_Description of the task_
Collect all lines below with the string "actual".

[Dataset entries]
- - -

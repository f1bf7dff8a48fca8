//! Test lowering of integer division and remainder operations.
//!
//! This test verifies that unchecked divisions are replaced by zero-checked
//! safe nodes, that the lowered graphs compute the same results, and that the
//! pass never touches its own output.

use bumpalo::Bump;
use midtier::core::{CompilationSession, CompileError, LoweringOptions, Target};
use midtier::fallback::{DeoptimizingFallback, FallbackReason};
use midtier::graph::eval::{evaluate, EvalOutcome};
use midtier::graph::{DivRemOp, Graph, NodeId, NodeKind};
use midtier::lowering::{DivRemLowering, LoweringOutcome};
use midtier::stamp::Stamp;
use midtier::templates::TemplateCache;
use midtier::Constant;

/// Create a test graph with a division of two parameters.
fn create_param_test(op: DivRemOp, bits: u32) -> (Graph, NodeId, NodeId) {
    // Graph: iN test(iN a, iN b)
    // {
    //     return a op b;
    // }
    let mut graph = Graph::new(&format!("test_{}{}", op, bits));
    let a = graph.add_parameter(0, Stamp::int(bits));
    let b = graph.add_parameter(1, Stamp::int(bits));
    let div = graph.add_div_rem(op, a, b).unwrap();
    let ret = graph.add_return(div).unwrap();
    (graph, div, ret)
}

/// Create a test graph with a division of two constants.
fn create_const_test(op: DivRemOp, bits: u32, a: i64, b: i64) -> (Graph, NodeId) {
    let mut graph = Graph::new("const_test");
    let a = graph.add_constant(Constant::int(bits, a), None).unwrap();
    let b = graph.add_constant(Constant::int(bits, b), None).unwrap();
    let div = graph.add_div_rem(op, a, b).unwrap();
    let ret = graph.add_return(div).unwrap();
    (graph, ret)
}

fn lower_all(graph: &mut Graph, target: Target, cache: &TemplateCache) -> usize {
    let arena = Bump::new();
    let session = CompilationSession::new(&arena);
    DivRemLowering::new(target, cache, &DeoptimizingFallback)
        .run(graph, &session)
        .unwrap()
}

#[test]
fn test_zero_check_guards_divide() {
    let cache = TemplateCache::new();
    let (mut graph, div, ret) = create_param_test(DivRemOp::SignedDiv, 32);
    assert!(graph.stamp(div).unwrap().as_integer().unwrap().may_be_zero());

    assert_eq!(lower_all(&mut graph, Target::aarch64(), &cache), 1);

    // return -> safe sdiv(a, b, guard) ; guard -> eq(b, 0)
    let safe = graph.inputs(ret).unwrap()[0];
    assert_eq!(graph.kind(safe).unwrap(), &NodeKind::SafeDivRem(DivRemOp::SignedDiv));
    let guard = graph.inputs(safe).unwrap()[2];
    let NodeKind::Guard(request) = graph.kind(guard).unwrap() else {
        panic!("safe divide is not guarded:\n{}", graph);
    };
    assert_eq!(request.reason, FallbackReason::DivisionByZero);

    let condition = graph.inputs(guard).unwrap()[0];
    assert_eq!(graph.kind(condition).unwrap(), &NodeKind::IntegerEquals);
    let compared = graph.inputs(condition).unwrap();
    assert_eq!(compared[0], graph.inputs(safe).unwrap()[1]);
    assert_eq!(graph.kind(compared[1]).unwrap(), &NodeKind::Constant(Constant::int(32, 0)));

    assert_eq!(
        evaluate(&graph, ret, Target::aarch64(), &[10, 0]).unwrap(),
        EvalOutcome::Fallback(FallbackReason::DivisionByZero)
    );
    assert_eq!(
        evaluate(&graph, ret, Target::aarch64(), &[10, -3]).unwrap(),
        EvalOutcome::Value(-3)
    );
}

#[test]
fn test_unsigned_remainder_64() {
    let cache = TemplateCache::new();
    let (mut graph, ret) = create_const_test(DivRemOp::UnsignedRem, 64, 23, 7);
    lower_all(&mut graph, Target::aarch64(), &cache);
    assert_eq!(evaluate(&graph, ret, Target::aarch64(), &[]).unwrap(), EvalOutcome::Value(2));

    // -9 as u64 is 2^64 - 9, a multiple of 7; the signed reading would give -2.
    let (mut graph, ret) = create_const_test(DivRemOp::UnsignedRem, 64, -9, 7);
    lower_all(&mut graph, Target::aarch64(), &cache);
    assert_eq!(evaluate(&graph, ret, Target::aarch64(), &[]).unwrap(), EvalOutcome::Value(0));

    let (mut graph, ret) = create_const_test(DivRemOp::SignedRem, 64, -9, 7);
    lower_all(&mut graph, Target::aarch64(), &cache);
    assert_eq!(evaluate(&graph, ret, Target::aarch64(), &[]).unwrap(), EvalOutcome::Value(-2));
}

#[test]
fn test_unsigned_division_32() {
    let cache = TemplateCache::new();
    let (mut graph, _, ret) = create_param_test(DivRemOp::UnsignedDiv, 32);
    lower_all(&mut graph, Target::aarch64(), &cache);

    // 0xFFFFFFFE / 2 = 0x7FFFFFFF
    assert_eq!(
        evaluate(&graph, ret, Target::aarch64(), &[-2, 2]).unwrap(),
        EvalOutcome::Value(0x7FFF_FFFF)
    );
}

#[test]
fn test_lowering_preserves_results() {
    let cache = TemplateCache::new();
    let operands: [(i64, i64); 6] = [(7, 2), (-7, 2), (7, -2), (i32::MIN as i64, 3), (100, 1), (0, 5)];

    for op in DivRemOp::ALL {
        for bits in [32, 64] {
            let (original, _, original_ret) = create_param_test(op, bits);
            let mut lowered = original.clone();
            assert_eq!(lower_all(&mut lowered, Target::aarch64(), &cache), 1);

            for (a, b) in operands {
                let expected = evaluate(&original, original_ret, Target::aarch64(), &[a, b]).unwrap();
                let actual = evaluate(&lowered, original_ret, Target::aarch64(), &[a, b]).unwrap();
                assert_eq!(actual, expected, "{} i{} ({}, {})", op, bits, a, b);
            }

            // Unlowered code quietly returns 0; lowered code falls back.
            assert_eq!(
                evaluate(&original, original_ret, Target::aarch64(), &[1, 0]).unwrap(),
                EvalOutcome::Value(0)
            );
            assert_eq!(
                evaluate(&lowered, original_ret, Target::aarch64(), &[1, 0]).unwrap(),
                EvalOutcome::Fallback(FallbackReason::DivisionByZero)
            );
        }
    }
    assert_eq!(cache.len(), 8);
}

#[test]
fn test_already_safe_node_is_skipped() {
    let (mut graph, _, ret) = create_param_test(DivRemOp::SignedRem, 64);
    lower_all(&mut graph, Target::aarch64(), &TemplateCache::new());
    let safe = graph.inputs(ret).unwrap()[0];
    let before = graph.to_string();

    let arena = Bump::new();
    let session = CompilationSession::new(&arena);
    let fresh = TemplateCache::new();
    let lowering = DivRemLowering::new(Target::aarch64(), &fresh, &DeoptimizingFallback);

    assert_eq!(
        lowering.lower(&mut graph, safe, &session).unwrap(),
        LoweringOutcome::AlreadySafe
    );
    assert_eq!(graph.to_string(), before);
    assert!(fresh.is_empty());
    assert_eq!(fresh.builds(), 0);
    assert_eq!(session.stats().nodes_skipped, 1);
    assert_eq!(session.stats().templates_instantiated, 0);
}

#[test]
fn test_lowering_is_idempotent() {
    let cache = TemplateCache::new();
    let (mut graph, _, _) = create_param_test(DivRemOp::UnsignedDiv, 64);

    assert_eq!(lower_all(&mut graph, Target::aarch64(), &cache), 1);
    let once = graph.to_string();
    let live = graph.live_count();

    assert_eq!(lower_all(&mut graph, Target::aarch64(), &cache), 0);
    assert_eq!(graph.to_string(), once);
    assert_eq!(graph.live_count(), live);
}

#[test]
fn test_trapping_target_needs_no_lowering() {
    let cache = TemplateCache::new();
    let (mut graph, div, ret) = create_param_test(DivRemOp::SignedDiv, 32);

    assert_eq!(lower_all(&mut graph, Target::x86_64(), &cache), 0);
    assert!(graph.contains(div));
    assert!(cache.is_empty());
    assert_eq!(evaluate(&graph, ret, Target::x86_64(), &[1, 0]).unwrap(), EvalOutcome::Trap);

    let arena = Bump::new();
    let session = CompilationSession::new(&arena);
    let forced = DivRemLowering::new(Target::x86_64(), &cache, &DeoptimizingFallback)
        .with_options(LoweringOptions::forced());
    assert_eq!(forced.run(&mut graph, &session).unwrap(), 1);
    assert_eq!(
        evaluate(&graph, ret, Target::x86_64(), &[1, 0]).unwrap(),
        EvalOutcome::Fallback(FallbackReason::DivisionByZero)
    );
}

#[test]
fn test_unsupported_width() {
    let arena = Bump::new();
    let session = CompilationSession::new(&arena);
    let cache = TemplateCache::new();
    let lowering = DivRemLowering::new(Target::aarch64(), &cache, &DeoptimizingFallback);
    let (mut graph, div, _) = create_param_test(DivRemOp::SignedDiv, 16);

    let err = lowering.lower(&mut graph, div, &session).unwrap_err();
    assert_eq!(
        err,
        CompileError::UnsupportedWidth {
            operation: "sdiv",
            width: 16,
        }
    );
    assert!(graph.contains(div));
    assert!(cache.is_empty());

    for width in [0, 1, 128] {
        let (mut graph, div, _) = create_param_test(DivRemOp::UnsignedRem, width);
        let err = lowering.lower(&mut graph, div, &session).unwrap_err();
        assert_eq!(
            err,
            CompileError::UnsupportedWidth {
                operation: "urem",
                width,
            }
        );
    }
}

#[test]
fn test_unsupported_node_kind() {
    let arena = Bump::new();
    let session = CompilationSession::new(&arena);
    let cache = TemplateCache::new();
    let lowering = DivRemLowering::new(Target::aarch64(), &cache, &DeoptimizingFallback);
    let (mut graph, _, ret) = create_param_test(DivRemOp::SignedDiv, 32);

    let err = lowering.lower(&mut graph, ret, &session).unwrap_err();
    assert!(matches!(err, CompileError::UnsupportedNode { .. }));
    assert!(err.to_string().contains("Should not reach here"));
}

- - -

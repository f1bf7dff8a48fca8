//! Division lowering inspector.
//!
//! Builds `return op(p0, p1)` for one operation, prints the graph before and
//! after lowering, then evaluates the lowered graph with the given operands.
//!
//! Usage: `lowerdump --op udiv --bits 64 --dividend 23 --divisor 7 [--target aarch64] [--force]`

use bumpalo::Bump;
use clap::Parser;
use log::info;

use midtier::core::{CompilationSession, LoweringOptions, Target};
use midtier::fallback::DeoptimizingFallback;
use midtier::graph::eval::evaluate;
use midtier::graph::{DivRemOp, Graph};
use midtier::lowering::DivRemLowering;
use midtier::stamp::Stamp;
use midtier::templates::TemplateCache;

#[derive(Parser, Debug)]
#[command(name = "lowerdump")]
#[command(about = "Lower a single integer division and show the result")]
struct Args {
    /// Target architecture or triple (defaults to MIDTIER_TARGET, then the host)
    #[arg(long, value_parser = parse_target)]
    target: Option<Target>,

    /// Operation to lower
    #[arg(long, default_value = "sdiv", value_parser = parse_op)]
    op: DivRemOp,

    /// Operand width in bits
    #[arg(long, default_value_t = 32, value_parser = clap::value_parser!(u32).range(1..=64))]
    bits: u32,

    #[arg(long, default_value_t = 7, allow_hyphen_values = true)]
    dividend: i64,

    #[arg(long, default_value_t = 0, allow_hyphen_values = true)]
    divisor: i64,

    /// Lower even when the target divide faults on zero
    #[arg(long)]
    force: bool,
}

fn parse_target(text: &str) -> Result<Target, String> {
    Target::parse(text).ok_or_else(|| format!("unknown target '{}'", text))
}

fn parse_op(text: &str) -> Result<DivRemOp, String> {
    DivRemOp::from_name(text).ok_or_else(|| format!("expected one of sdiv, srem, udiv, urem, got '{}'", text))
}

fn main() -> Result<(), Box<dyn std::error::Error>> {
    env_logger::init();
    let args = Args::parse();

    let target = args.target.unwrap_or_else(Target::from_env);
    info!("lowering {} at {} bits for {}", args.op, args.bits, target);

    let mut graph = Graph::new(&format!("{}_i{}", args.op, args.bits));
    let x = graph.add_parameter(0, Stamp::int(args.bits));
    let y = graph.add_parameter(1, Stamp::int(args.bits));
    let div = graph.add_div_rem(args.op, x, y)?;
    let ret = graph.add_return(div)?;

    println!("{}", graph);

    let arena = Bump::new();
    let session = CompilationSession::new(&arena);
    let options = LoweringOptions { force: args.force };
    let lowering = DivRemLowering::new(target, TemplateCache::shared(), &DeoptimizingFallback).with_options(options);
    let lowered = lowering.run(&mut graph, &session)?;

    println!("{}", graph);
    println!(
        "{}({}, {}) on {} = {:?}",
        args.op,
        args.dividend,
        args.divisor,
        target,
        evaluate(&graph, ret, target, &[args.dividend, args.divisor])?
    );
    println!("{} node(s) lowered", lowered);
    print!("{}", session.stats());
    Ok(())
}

- - -

_Solution to the exercise_
                let actual = evaluate(&lowered, original_ret, Target::aarch64(), &[a, b]).unwrap();
                assert_eq!(actual, expected, "{} i{} ({}, {})", op, bits, a, b);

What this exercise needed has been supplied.